As the CMM is connected using short lengths of
2.5mm2 wire directly to the cell terminals, this
internal temperature is normally a fair indication of
actual cell temperature. An optional external
thermistor can be factory fitted to the CMM if
required, and would then be reported additionally.
The CMM provides up to 3W of passive balancing
on any chemistry. The voltage set-points at which
passive balancing occur can be fully configured.
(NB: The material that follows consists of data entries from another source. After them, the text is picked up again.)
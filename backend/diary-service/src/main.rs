use actix_cors::Cors;
use actix_web::{middleware::Logger, web, App, HttpServer};
use crypto_core::jwt;
use db_pool::{create_pool as create_pg_pool, DbConfig as DbPoolConfig};
use diary_service::config::{Config, StorageBackend};
use diary_service::db::{DiaryRepository, InMemoryDiaryRepository, PgDiaryRepository};
use diary_service::handlers::{self, HealthState};
use diary_service::services::BootstrapAdmins;
use std::io;
use std::sync::Arc;
use tracing_subscriber::{layer::SubscriberExt, util::SubscriberInitExt};

async fn shutdown_signal() {
    #[cfg(unix)]
    {
        use tokio::signal::unix::{signal, SignalKind};

        match signal(SignalKind::terminate()) {
            Ok(mut terminate) => {
                tokio::select! {
                    _ = tokio::signal::ctrl_c() => {},
                    _ = terminate.recv() => {},
                }
            }
            Err(e) => {
                tracing::warn!("Failed to install SIGTERM handler: {}", e);
                let _ = tokio::signal::ctrl_c().await;
            }
        }
    }

    #[cfg(not(unix))]
    {
        let _ = tokio::signal::ctrl_c().await;
    }
}

fn init_tracing(json: bool) {
    let filter = tracing_subscriber::EnvFilter::try_from_default_env()
        .unwrap_or_else(|_| "info,actix_web=debug,sqlx=warn".into());

    if json {
        tracing_subscriber::registry()
            .with(filter)
            .with(tracing_subscriber::fmt::layer().json())
            .init();
    } else {
        tracing_subscriber::registry()
            .with(filter)
            .with(tracing_subscriber::fmt::layer())
            .init();
    }
}

async fn build_repository(config: &Config) -> io::Result<Arc<dyn DiaryRepository>> {
    match config.database.storage {
        StorageBackend::Memory => {
            tracing::warn!("Using in-memory storage; data is lost on restart");
            Ok(Arc::new(InMemoryDiaryRepository::new()))
        }
        StorageBackend::Postgres => {
            let db_cfg = DbPoolConfig::from_env("diary-service", config.database.url.clone())
                .with_max_connections(config.database.max_connections);
            db_cfg.log_config();

            let pool = create_pg_pool(db_cfg).await.map_err(|e| {
                io::Error::new(
                    io::ErrorKind::Other,
                    format!("Failed to create database pool: {e}"),
                )
            })?;

            diary_service::MIGRATOR.run(&pool).await.map_err(|e| {
                io::Error::new(io::ErrorKind::Other, format!("Migrations failed: {e}"))
            })?;
            tracing::info!("Database migrations applied");

            Ok(Arc::new(PgDiaryRepository::new(pool)))
        }
    }
}

/// Diary Service
///
/// HTTP backend for diary posts, comments, reactions and subscriptions.
///
/// # Routes
///
/// - `/diaries/*` - authenticated diary API
/// - `/api/v1/health`, `/api/v1/health/ready`, `/api/v1/health/live` - probes
/// - `/metrics` - Prometheus exposition
#[actix_web::main]
async fn main() -> io::Result<()> {
    let _ = dotenvy::dotenv();

    let config = match Config::from_env() {
        Ok(cfg) => cfg,
        Err(e) => {
            eprintln!("ERROR: Failed to load configuration: {}", e);
            std::process::exit(1);
        }
    };

    init_tracing(config.app.json_logs);

    tracing::info!("Starting diary-service v{}", env!("CARGO_PKG_VERSION"));
    tracing::info!("Environment: {}", config.app.env);

    match jwt::load_validation_key() {
        Ok(public_key) => {
            if let Err(err) = jwt::initialize_jwt_validation_only(&public_key) {
                return Err(io::Error::new(
                    io::ErrorKind::Other,
                    format!("Failed to initialize JWT keys: {err}"),
                ));
            }
        }
        Err(err) if config.app.is_production() => {
            return Err(io::Error::new(
                io::ErrorKind::Other,
                format!("JWT public key is required in production: {err}"),
            ));
        }
        Err(err) => {
            tracing::warn!(
                "JWT public key not configured ({err}); authentication middleware will fail requests"
            );
        }
    }

    let repo = build_repository(&config).await?;
    let storage = config.database.storage.as_str();

    let admins = BootstrapAdmins::new(config.bootstrap_admins.iter().copied());
    if !admins.is_empty() {
        tracing::info!(count = admins.len(), "Bootstrap admins configured");
    }

    let repo_data: web::Data<dyn DiaryRepository> = web::Data::from(repo.clone());
    let admins_data = web::Data::new(admins);
    let health_state = web::Data::new(HealthState::new(repo, storage));

    let http_bind_address = format!("{}:{}", config.app.host, config.app.port);
    tracing::info!("Starting HTTP server at {}", http_bind_address);

    let cors_config = config.cors.clone();
    let server = HttpServer::new(move || {
        let mut cors = Cors::default();
        for origin in cors_config.origins() {
            if origin == "*" {
                cors = cors.allow_any_origin();
            } else {
                cors = cors.allowed_origin(origin);
            }
        }
        cors = cors.allow_any_method().allow_any_header().max_age(3600);

        App::new()
            .app_data(repo_data.clone())
            .app_data(admins_data.clone())
            .app_data(health_state.clone())
            .wrap(cors)
            .wrap(Logger::default())
            .wrap(tracing_actix_web::TracingLogger::default())
            .configure(handlers::configure_operational)
            .configure(handlers::configure)
    })
    .bind(&http_bind_address)?
    .workers(config.app.workers)
    .run();
    let server_handle = server.handle();

    let mut server_task = tokio::spawn(server);

    let joined = tokio::select! {
        joined = &mut server_task => joined,
        _ = shutdown_signal() => {
            tracing::info!("Shutdown signal received");
            server_handle.stop(true).await;
            server_task.await
        }
    };

    tracing::info!("diary-service shutting down");
    match joined {
        Ok(result) => result,
        Err(e) => Err(io::Error::new(io::ErrorKind::Other, e.to_string())),
    }
}
/// HTTP handlers for diary endpoints
///
/// - Posts: create, list, filter, update, delete
/// - Comments: create, list, update, delete
/// - Subscriptions: subscribe / unsubscribe to another user
/// - Reactions: like / dislike a post
/// - Health: liveness, readiness and summary probes
pub mod comments;
pub mod health;
pub mod posts;
pub mod reactions;
pub mod subscriptions;

pub use comments::{create_comment, delete_comment, list_comments, update_comment};
pub use health::{health_summary, liveness_check, readiness_summary, HealthState};
pub use posts::{create_post, delete_post, filter_posts, list_my_posts, list_posts, update_post};
pub use reactions::{dislike_post, like_post};
pub use subscriptions::{subscribe, unsubscribe};

use crate::error::AppError;
use crate::middleware::{JwtAuthMiddleware, MetricsMiddleware};
use actix_web::web;

/// JSON extractor config that reports malformed bodies as validation errors
pub fn json_config() -> web::JsonConfig {
    web::JsonConfig::default()
        .limit(64 * 1024)
        .error_handler(|err, _req| AppError::from(err).into())
}

/// Path extractor config: an unparsable id names no resource
pub fn path_config() -> web::PathConfig {
    web::PathConfig::default()
        .error_handler(|err, req| AppError::NotFound(format!("{}: {err}", req.path())).into())
}

/// Register the authenticated `/diaries` routes.
///
/// Expects `web::Data<dyn DiaryRepository>` (and optionally
/// `web::Data<BootstrapAdmins>`) to be registered on the app.
pub fn configure(cfg: &mut web::ServiceConfig) {
    cfg.service(
        web::scope("/diaries")
            .app_data(json_config())
            .app_data(path_config())
            .wrap(JwtAuthMiddleware)
            .wrap(MetricsMiddleware)
            .route("/post/create/", web::post().to(create_post))
            .route("/post/list/", web::get().to(list_posts))
            .route("/my_post/list/", web::get().to(list_my_posts))
            .service(
                web::resource("/post/update/{post_id}/")
                    .route(web::put().to(update_post))
                    .route(web::patch().to(update_post)),
            )
            .route("/post/delete/{post_id}/", web::delete().to(delete_post))
            .route("/post/filter/{category}/", web::get().to(filter_posts))
            .route("/post/like/{post_id}/", web::post().to(like_post))
            .route("/post/dislike/{post_id}/", web::post().to(dislike_post))
            .route("/comment/create/", web::post().to(create_comment))
            .route("/comments/", web::get().to(list_comments))
            .route("/comment/update/{comment_id}/", web::put().to(update_comment))
            .route("/comment/delete/{comment_id}/", web::delete().to(delete_comment))
            .route("/subscribe/{user_id}/", web::post().to(subscribe))
            .route("/unsubscribe/{user_id}/", web::delete().to(unsubscribe)),
    );
}

/// Register unauthenticated operational routes
pub fn configure_operational(cfg: &mut web::ServiceConfig) {
    cfg.route("/metrics", web::get().to(crate::metrics::serve_metrics))
        .route("/api/v1/health", web::get().to(health_summary))
        .route("/api/v1/health/ready", web::get().to(readiness_summary))
        .route("/api/v1/health/live", web::get().to(liveness_check));
}
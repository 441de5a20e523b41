//! Authentication and operational route tests

#[macro_use]
mod common;

use actix_web::{http::StatusCode, test, web, App};
use chrono::Duration;
use common::{memory_repo, TestUser};
use crypto_core::{jwt, test_keys};
use diary_service::handlers::{self, HealthState};
use serde_json::Value;
use uuid::Uuid;

async fn assert_unauthenticated(header: Option<(&'static str, String)>) {
    let repo = memory_repo();
    let app = diary_app!(repo);

    let mut req = test::TestRequest::get().uri("/diaries/post/list/");
    if let Some(header) = header {
        req = req.insert_header(header);
    }
    let resp = test::call_service(&app, req.to_request()).await;
    assert_eq!(resp.status(), StatusCode::UNAUTHORIZED);

    let body: Value = test::read_body_json(resp).await;
    assert_eq!(body["error"], "UNAUTHENTICATED");
}

#[actix_web::test]
async fn test_missing_authorization_header() {
    test_keys::install_test_keys();
    assert_unauthenticated(None).await;
}

#[actix_web::test]
async fn test_non_bearer_scheme_is_rejected() {
    let user = TestUser::new("basic");
    assert_unauthenticated(Some(("Authorization", format!("Basic {}", user.token)))).await;
}

#[actix_web::test]
async fn test_garbage_token_is_rejected() {
    test_keys::install_test_keys();
    assert_unauthenticated(Some(("Authorization", "Bearer not.a.jwt".to_string()))).await;
}

#[actix_web::test]
async fn test_refresh_token_is_not_an_access_token() {
    test_keys::install_test_keys();
    let token = jwt::generate_token(Uuid::new_v4(), "r", "refresh", Duration::hours(1))
        .expect("mint refresh token");
    assert_unauthenticated(Some(("Authorization", format!("Bearer {token}")))).await;
}

#[actix_web::test]
async fn test_expired_token_is_rejected() {
    test_keys::install_test_keys();
    let token = jwt::generate_token(Uuid::new_v4(), "late", "access", Duration::hours(-2))
        .expect("mint expired token");
    assert_unauthenticated(Some(("Authorization", format!("Bearer {token}")))).await;
}

#[actix_web::test]
async fn test_valid_token_provisions_user() {
    let repo = memory_repo();
    let app = diary_app!(repo);
    let user = TestUser::new("newcomer");

    let req = test::TestRequest::get()
        .uri("/diaries/post/list/")
        .insert_header(user.auth())
        .to_request();
    let resp = test::call_service(&app, req).await;
    assert_eq!(resp.status(), StatusCode::OK);

    let stored = repo.find_user(user.id).await.unwrap().expect("user provisioned");
    assert_eq!(stored.username, "newcomer");
    assert_eq!(stored.subscribers, 0);
}

#[actix_web::test]
async fn test_operational_routes_skip_authentication() {
    let repo = memory_repo();
    let app = test::init_service(
        App::new()
            .app_data(web::Data::new(HealthState::new(repo.clone(), "memory")))
            .configure(handlers::configure_operational),
    )
    .await;

    for uri in ["/api/v1/health", "/api/v1/health/ready", "/api/v1/health/live"] {
        let req = test::TestRequest::get().uri(uri).to_request();
        let resp = test::call_service(&app, req).await;
        assert_eq!(resp.status(), StatusCode::OK, "{uri}");
    }

    let req = test::TestRequest::get().uri("/api/v1/health").to_request();
    let body: Value = test::call_and_read_body_json(&app, req).await;
    assert_eq!(body["storage"], "memory");

    let req = test::TestRequest::get().uri("/metrics").to_request();
    assert_eq!(test::call_service(&app, req).await.status(), StatusCode::OK);
}
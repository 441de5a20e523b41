/// Comment service - handles comment creation, listing, and management
use crate::db::DiaryRepository;
use crate::error::{AppError, Result};
use crate::middleware::permissions::check_comment_modification;
use crate::models::{Comment, CommentChanges, NewComment, User};
use std::sync::Arc;
use uuid::Uuid;
use validator::Validate;

pub struct CommentService {
    repo: Arc<dyn DiaryRepository>,
}

impl CommentService {
    pub fn new(repo: Arc<dyn DiaryRepository>) -> Self {
        Self { repo }
    }

    /// Attach a comment by `actor` to an existing post
    pub async fn create_comment(&self, actor: &User, comment: NewComment) -> Result<Comment> {
        comment.validate()?;
        let post_id = comment.post_id;

        let comment = self
            .repo
            .create_comment(actor.id, comment)
            .await?
            .ok_or_else(|| AppError::field("post_id", format!("Post {post_id} does not exist")))?;

        tracing::info!(
            user_id = %actor.id,
            post_id = %post_id,
            comment_id = %comment.id,
            "comment created"
        );
        Ok(comment)
    }

    /// Every comment across all posts
    pub async fn list_comments(&self) -> Result<Vec<Comment>> {
        self.repo.list_comments().await
    }

    pub async fn update_comment(
        &self,
        actor: &User,
        comment_id: Uuid,
        changes: CommentChanges,
    ) -> Result<Comment> {
        let comment = self.find_comment(comment_id).await?;
        check_comment_modification(actor, &comment)?;
        changes.validate()?;

        let comment = self
            .repo
            .update_comment(comment_id, changes)
            .await?
            .ok_or_else(|| comment_not_found(comment_id))?;
        tracing::info!(user_id = %actor.id, comment_id = %comment_id, "comment updated");
        Ok(comment)
    }

    pub async fn delete_comment(&self, actor: &User, comment_id: Uuid) -> Result<()> {
        let comment = self.find_comment(comment_id).await?;
        check_comment_modification(actor, &comment)?;

        if !self.repo.delete_comment(comment_id).await? {
            return Err(comment_not_found(comment_id));
        }
        tracing::info!(user_id = %actor.id, comment_id = %comment_id, "comment deleted");
        Ok(())
    }

    async fn find_comment(&self, comment_id: Uuid) -> Result<Comment> {
        self.repo
            .find_comment(comment_id)
            .await?
            .ok_or_else(|| comment_not_found(comment_id))
    }
}

fn comment_not_found(comment_id: Uuid) -> AppError {
    AppError::NotFound(format!("Comment {comment_id} not found"))
}
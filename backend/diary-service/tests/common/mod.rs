//! Shared helpers for diary-service HTTP tests.
#![allow(dead_code)]

use crypto_core::{jwt, test_keys};
use diary_service::db::{DiaryRepository, InMemoryDiaryRepository};
use std::sync::Arc;
use uuid::Uuid;

/// A user with a valid access token
#[derive(Debug, Clone)]
pub struct TestUser {
    pub id: Uuid,
    pub username: String,
    pub token: String,
}

impl TestUser {
    pub fn new(username: &str) -> Self {
        test_keys::install_test_keys();
        let id = Uuid::new_v4();
        let token = jwt::generate_access_token(id, username).expect("mint access token");
        Self {
            id,
            username: username.to_string(),
            token,
        }
    }

    pub fn auth(&self) -> (&'static str, String) {
        ("Authorization", format!("Bearer {}", self.token))
    }

    /// Make the user known to the store without going through HTTP
    pub async fn register(&self, repo: &Arc<dyn DiaryRepository>) {
        repo.ensure_user(self.id, &self.username)
            .await
            .expect("provision user");
    }
}

pub fn memory_repo() -> Arc<dyn DiaryRepository> {
    Arc::new(InMemoryDiaryRepository::new())
}

/// Build an actix test service with the diary routes over `$repo`.
macro_rules! diary_app {
    ($repo:expr) => {
        diary_app!($repo, diary_service::services::BootstrapAdmins::default())
    };
    ($repo:expr, $admins:expr) => {
        actix_web::test::init_service(
            actix_web::App::new()
                .app_data(actix_web::web::Data::<dyn diary_service::db::DiaryRepository>::from(
                    $repo.clone(),
                ))
                .app_data(actix_web::web::Data::new($admins))
                .configure(diary_service::handlers::configure),
        )
        .await
    };
}
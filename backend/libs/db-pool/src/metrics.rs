//! Prometheus metrics for database connection pool
//!
//! Pool gauges, acquisition latency and acquisition failures, labelled by service.

use prometheus::{
    register_histogram_vec, register_int_counter_vec, register_int_gauge_vec, HistogramVec,
    IntCounterVec, IntGaugeVec,
};
use sqlx::{pool::PoolConnection, PgPool, Postgres};
use std::time::Instant;

lazy_static::lazy_static! {
    /// Database connection pool size by state (idle/active/max)
    static ref DB_POOL_CONNECTIONS: IntGaugeVec = register_int_gauge_vec!(
        "db_pool_connections",
        "Database pool connection count by state",
        &["service", "state"]
    ).expect("Prometheus metrics registration should succeed at startup");

    /// Time to acquire a connection from the pool
    static ref DB_POOL_ACQUIRE_DURATION: HistogramVec = register_histogram_vec!(
        "db_pool_acquire_duration_seconds",
        "Time to acquire connection from pool",
        &["service"],
        vec![0.001, 0.005, 0.01, 0.05, 0.1, 0.5, 1.0, 5.0, 10.0]
    ).expect("Prometheus metrics registration should succeed at startup");

    static ref DB_POOL_CONNECTION_ERRORS: IntCounterVec = register_int_counter_vec!(
        "db_pool_connection_errors_total",
        "Connection acquisition errors",
        &["service", "error_type"]
    ).expect("Prometheus metrics registration should succeed at startup");
}

/// Update connection pool metrics (called periodically)
pub(crate) fn update_pool_metrics(pool: &PgPool, service: &str) {
    let size = i64::from(pool.size());
    let idle = pool.num_idle() as i64;
    let active = (size - idle).max(0);

    DB_POOL_CONNECTIONS
        .with_label_values(&[service, "idle"])
        .set(idle);

    DB_POOL_CONNECTIONS
        .with_label_values(&[service, "active"])
        .set(active);

    DB_POOL_CONNECTIONS
        .with_label_values(&[service, "max"])
        .set(pool.options().get_max_connections() as i64);
}

/// Acquire a connection from the pool and record metrics
///
/// Same as `pool.acquire().await`, plus a latency observation and an error
/// counter bump keyed by failure kind.
pub async fn acquire_with_metrics(
    pool: &PgPool,
    service: &str,
) -> Result<PoolConnection<Postgres>, sqlx::Error> {
    let start = Instant::now();
    let result = pool.acquire().await;

    DB_POOL_ACQUIRE_DURATION
        .with_label_values(&[service])
        .observe(start.elapsed().as_secs_f64());

    if let Err(e) = &result {
        let error_type = match e {
            sqlx::Error::PoolTimedOut => "timeout",
            sqlx::Error::PoolClosed => "closed",
            _ => "other",
        };

        DB_POOL_CONNECTION_ERRORS
            .with_label_values(&[service, error_type])
            .inc();
    }

    result
}
//! Prometheus metrics for diary-service.
//!
//! Exposes request and edge collectors and an HTTP handler for the `/metrics` endpoint.

use actix_web::HttpResponse;
use prometheus::{Encoder, TextEncoder};

pub mod diary;

pub use diary::{observe_http_request, record_edge_event};

/// Actix handler that renders Prometheus metrics in text format.
pub async fn serve_metrics() -> HttpResponse {
    let encoder = TextEncoder::new();
    let metric_families = prometheus::gather();

    let mut buffer = Vec::new();
    if let Err(err) = encoder.encode(&metric_families, &mut buffer) {
        return HttpResponse::InternalServerError().body(err.to_string());
    }

    HttpResponse::Ok()
        .content_type(encoder.format_type())
        .body(buffer)
}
This function can also be enabled or disabled as
required.
The module is fully over-molded and made to meet
the very harshest environmental conditions, being
completely insulated, mechanically robust, flame
retardant, waterproof and acid proof. It can
survive complete submersion in concentrated
sulphuric acid. This allows its use in most
environments including flooded lead acid cells in
motive applications.
The communication between a CMM and BEM is
carried out over a fully isolated (1500V) and
floating single wire. An RF modulated signal is sent
over this wire using a proprietary communication
protocol with multiple levels of redundancy and
error checking. This was designed to deal with the
high levels of electrical noise present on large cells
in motive applications. Large cells (>200Ah) will
have low impedances, however, the cell to cell
interconnects and physical battery layout add
inductance to the battery pack. Hence noisy
industrial equipment with very high current
transients will cause the battery terminal voltage
to exhibit significant transient voltage spikes. This
necessitated the use of an RF modulated protocol
by the CMM so that it can communicate through
the noise in these environments.
The CMM offers continuous monitoring,
performed every 2 seconds, for limit conditions on
both cell voltage and temperature. These limit
conditions are fully configurable and if exceeded
are reported to the BEM as well as being visibly
indicated on the CMM via the on-board LEDs. This
enables immediate visual identification of any cell
at fault. The three limits that are user configurable
are over-temperature, over-voltage and under-
voltage.
The CMM module in monitoring mode consumes
very little power, since it is in sleep much of the
time between the one minute reporting and two
second monitoring operations. The power and
current requirements are given in the typical
performance curves section (e.g. 0.2mA on a 2V
cell). If cell voltage is below 0.6V then the CMM
shuts down, where it draws less than 0.1µA.
The CMMs also offer a failsafe feature, as they
continue to operate in a stand-alone manner even
if the BEM fails. In this case the balancing of the
pack continues to be performed and the LEDs
illuminate when limits are exceeded allowing
visual identification of cells at fault. Putting an
intelligent CMM on each cell creates a more
resilient battery bank made up of “smart cells”.
The distributed nature of implementing a module
per-cell means that failure of individual CMM’s will
not interfere with the operation of the rest of the
system, making the BMS more robust.
Replacement of a single CMM is an easy and cost
effective fix, compared to the replacement or
repair of an entire BMS. The complete isolation of
each module also means that the battery stack can
be broken or disconnected to replace cells with no
damaging effects on the rest of the BMS.
The CMMs have meet the CE pre-compliance tests
for electrostatic discharge, radiated emissions and
radiated susceptibility.
• CISPR22 (2008) / SANS 222 (2009)
• IEC 61000-4-2 (2008) / SANS 61000-4-2 (2009)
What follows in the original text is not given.